YOUR GOAL = Copy exactly the stretch of data below from the line with "pub fn index_not_found(index: &str)" through the line with "pub use interfaces::SearchIndexProvider;", including both of those lines.

....

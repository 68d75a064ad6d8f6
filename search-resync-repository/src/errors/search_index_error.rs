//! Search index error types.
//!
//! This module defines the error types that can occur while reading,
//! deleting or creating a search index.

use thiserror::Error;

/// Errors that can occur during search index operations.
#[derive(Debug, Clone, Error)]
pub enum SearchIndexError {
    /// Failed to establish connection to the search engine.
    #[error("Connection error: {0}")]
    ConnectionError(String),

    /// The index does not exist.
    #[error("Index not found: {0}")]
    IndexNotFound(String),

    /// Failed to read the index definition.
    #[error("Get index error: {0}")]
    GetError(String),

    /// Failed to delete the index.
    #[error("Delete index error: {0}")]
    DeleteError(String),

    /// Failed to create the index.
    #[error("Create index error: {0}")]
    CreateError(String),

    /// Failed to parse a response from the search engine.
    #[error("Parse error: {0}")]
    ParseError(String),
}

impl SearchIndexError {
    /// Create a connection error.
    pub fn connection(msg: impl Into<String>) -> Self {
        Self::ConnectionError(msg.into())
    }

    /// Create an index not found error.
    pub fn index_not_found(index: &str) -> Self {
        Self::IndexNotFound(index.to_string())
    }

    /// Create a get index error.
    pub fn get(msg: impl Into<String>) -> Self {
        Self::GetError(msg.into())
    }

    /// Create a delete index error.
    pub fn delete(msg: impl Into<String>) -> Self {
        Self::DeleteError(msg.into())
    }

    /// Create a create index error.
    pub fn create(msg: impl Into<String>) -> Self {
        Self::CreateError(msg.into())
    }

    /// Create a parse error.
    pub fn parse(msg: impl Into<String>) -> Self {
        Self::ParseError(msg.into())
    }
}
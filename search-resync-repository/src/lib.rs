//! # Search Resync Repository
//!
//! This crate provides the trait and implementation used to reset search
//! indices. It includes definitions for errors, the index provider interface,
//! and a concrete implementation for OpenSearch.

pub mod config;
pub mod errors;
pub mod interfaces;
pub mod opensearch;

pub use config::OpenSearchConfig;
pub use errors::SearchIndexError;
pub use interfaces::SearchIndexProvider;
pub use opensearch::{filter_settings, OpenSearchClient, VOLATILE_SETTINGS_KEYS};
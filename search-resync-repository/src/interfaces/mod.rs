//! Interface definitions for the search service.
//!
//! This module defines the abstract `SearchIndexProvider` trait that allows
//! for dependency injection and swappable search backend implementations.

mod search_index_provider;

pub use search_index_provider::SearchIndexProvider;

....

RESPONSE TO THE EXERCISE =
    pub fn index_not_found(index: &str) -> Self {
        Self::IndexNotFound(index.to_string())
    }

    /// Create a get index error.
    pub fn get(msg: impl Into<String>) -> Self {
        Self::GetError(msg.into())
    }

    /// Create a delete index error.
    pub fn delete(msg: impl Into<String>) -> Self {
        Self::DeleteError(msg.into())
    }

    /// Create a create index error.
    pub fn create(msg: impl Into<String>) -> Self {
        Self::CreateError(msg.into())
    }

    /// Create a parse error.
    pub fn parse(msg: impl Into<String>) -> Self {
        Self::ParseError(msg.into())
    }
}
filename search-resync-repository/src/lib.rs
//! # Search Resync Repository
//!
//! This crate provides the trait and implementation used to reset search
//! indices. It includes definitions for errors, the index provider interface,
//! and a concrete implementation for OpenSearch.

pub mod config;
pub mod errors;
pub mod interfaces;
pub mod opensearch;

pub use config::OpenSearchConfig;
pub use errors::SearchIndexError;
pub use interfaces::SearchIndexProvider;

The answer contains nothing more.